TASK TO COMPLETE: Your answer should be the line that contains "impl TransactionStorage for" and each line after it, restated word for word through the final line of the entries.

Excerpts from a dataset:
========================================

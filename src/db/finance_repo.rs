// src/db/finance_repo.rs

use async_trait::async_trait;
use chrono::{DateTime, Utc};
use rust_decimal::Decimal;
use sqlx::{Executor, FromRow, PgPool, Postgres};

use crate::{
    common::error::AppError,
    db::storage::TransactionStorage,
    models::finance::{NewTransaction, Transaction, TransactionType},
};

#[derive(Debug, FromRow)]
struct TransactionRow {
    id: String,
    description: String,
    amount: Decimal,
    #[sqlx(rename = "type")]
    kind: TransactionType,
    category: String,
    date: DateTime<Utc>,
}

impl From<TransactionRow> for Transaction {
    fn from(row: TransactionRow) -> Self {
        Self {
            id: row.id,
            description: row.description,
            amount: row.amount,
            transaction_type: row.kind,
            category: row.category,
            date: row.date,
        }
    }
}

#[derive(Clone)]
pub struct FinanceRepository {
    pool: PgPool,
}

impl FinanceRepository {
    pub fn new(pool: PgPool) -> Self {
        Self { pool }
    }

    // =========================================================================
    //  LANÇAMENTOS (Caixa)
    // =========================================================================

    pub async fn insert_transaction<'e, E>(
        &self,
        executor: E,
        new: &NewTransaction,
    ) -> Result<Transaction, AppError>
    where
        E: Executor<'e, Database = Postgres>,
    {
        let row = sqlx::query_as::<_, TransactionRow>(
            r#"
            INSERT INTO transactions (description, amount, "type", category)
            VALUES ($1, $2, $3, $4)
            RETURNING *
            "#,
        )
            .bind(&new.description)
            .bind(new.amount)
            .bind(new.transaction_type)
            .bind(&new.category)
            .fetch_one(executor)
            .await?;

        Ok(row.into())
    }
}

#[async_trait]
impl TransactionStorage for FinanceRepository {
    async fn list_transactions(&self) -> Result<Vec<Transaction>, AppError> {
        let rows = sqlx::query_as::<_, TransactionRow>(
            "SELECT * FROM transactions ORDER BY date DESC",
        )
            .fetch_all(&self.pool)
            .await?;

        Ok(rows.into_iter().map(Into::into).collect())
    }

    async fn create_transaction(&self, new: NewTransaction) -> Result<Transaction, AppError> {
        self.insert_transaction(&self.pool, &new).await
    }

    async fn find_referencing(&self, needle: &str) -> Result<Option<Transaction>, AppError> {
        // strpos evita ter de escapar '%' e '_' como no LIKE
        let row = sqlx::query_as::<_, TransactionRow>(
            "SELECT * FROM transactions WHERE strpos(description, $1) > 0 LIMIT 1",
        )
            .bind(needle)
            .fetch_optional(&self.pool)
            .await?;

        Ok(row.map(Into::into))
    }
}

========================================

FINAL ANSWER:
impl TransactionStorage for FinanceRepository {
    async fn list_transactions(&self) -> Result<Vec<Transaction>, AppError> {
        let rows = sqlx::query_as::<_, TransactionRow>(
            "SELECT * FROM transactions ORDER BY date DESC",
        )
            .fetch_all(&self.pool)
            .await?;

        Ok(rows.into_iter().map(Into::into).collect())
    }

    async fn create_transaction(&self, new: NewTransaction) -> Result<Transaction, AppError> {
        self.insert_transaction(&self.pool, &new).await
    }

    async fn find_referencing(&self, needle: &str) -> Result<Option<Transaction>, AppError> {
        // strpos evita ter de escapar '%' e '_' como no LIKE
        let row = sqlx::query_as::<_, TransactionRow>(
            "SELECT * FROM transactions WHERE strpos(description, $1) > 0 LIMIT 1",
        )
            .bind(needle)
            .fetch_optional(&self.pool)
            .await?;

        Ok(row.map(Into::into))
    }
}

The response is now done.